Would you reproduce, without any alteration, the lines from the opening line of the entries through the line that has "survives in train_config.json)." in it?

| SOURCE INFORMATION |
=====

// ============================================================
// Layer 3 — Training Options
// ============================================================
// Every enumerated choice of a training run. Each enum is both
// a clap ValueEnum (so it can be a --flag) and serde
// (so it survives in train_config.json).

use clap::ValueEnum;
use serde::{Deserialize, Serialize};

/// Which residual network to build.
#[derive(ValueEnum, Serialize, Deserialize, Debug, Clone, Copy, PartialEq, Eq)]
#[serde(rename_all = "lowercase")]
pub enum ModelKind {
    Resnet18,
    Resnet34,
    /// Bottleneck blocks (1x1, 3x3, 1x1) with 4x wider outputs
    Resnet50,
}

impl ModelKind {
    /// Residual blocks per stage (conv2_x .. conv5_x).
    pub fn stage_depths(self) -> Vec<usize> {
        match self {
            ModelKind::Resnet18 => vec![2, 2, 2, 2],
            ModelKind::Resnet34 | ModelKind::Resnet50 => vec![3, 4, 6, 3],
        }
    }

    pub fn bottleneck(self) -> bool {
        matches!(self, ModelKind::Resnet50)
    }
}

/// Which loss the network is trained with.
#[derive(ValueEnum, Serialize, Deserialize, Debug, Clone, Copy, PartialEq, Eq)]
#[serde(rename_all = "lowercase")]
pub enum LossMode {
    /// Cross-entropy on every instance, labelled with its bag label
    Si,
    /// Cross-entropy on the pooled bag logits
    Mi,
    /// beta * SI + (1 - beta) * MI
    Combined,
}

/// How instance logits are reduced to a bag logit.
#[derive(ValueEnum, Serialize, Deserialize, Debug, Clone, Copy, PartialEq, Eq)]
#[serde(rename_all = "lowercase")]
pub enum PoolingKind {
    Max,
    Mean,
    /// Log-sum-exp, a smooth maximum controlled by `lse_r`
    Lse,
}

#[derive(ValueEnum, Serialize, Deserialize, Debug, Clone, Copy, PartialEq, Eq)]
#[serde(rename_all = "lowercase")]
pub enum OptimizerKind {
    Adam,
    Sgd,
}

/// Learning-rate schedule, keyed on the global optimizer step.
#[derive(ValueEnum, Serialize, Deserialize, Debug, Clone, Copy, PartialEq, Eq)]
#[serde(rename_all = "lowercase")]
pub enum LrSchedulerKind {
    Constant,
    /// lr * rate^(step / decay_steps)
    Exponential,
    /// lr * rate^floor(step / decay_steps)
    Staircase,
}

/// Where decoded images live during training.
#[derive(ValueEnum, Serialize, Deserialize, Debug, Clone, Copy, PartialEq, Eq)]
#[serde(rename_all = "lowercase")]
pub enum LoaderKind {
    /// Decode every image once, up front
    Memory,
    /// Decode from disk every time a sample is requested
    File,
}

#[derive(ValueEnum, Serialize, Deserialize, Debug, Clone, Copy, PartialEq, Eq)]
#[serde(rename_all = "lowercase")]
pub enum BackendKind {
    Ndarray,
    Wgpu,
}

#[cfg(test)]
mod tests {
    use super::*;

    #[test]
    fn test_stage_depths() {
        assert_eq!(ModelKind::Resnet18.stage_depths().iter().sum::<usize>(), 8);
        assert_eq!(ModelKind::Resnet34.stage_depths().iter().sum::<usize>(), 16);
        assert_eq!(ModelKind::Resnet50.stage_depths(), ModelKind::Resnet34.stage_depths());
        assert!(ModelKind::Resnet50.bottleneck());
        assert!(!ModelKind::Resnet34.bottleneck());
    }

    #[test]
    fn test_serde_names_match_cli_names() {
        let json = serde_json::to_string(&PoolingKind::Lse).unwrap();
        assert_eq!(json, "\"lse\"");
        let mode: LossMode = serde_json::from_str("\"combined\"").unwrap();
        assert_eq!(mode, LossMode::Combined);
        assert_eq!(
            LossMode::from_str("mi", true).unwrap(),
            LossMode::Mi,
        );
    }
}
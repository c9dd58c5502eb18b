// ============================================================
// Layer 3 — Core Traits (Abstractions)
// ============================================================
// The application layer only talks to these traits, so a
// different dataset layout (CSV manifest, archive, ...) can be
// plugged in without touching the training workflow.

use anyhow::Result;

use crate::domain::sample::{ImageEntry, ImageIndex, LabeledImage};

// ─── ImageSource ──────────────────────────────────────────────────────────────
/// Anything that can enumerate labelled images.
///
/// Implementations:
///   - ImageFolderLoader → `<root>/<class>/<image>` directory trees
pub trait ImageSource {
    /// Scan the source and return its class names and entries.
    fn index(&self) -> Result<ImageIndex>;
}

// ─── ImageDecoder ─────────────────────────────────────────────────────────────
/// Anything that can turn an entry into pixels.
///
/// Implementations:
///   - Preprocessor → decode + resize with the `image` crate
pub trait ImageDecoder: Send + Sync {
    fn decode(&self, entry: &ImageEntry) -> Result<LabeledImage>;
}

=====

| SOLUTION TO THIS TASK |
// ============================================================
// Layer 3 — Training Options
// ============================================================
// Every enumerated choice of a training run. Each enum is both
// a clap ValueEnum (so it can be a --flag) and serde
// (so it survives in train_config.json).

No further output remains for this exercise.